**To do:** Would you please copy each line of the listing that mentions "format"?

**Task material:**
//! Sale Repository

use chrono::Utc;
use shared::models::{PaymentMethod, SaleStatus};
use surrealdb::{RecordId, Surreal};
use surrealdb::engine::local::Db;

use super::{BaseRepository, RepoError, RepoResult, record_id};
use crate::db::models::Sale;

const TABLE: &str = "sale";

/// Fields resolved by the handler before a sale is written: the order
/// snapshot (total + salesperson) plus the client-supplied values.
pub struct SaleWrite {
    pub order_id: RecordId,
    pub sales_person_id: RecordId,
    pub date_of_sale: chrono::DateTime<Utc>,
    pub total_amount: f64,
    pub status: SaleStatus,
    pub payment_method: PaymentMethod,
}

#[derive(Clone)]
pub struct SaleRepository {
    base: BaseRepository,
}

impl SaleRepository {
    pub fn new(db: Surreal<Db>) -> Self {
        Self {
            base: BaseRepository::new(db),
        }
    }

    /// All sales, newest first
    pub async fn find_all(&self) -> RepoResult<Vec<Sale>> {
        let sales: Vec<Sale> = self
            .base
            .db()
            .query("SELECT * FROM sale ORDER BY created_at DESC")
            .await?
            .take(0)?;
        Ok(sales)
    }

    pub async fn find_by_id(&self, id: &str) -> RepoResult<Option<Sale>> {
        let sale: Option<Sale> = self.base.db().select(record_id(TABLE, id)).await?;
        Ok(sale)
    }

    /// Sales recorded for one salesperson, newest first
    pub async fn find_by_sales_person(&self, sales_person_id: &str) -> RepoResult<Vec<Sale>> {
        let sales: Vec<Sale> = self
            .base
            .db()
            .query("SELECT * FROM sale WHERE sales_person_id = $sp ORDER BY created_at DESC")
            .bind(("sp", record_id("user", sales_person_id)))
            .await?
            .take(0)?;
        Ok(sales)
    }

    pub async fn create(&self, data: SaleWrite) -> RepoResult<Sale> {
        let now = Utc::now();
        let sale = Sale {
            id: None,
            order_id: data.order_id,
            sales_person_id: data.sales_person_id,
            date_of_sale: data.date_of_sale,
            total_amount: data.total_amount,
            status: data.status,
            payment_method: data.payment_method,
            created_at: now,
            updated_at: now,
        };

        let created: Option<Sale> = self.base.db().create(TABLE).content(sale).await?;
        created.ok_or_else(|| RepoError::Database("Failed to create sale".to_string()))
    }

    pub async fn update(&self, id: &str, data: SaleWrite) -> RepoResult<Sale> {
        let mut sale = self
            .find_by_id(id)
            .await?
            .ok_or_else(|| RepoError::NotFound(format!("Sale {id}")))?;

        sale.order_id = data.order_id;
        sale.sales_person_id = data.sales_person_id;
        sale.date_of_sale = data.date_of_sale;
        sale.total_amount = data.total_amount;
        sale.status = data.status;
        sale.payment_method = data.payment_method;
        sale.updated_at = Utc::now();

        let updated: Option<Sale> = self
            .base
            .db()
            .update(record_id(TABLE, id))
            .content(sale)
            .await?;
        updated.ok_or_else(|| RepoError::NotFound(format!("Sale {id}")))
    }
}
* * *
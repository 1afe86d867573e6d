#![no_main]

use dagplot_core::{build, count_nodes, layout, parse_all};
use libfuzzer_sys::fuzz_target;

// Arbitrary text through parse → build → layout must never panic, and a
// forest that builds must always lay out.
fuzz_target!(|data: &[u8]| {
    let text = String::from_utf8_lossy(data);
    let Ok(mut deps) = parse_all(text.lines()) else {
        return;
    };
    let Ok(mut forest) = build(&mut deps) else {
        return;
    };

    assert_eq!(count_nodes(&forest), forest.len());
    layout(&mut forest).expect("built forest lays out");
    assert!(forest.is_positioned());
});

**The answer:**
            .ok_or_else(|| RepoError::NotFound(format!("Sale {id}")))?;
        updated.ok_or_else(|| RepoError::NotFound(format!("Sale {id}")))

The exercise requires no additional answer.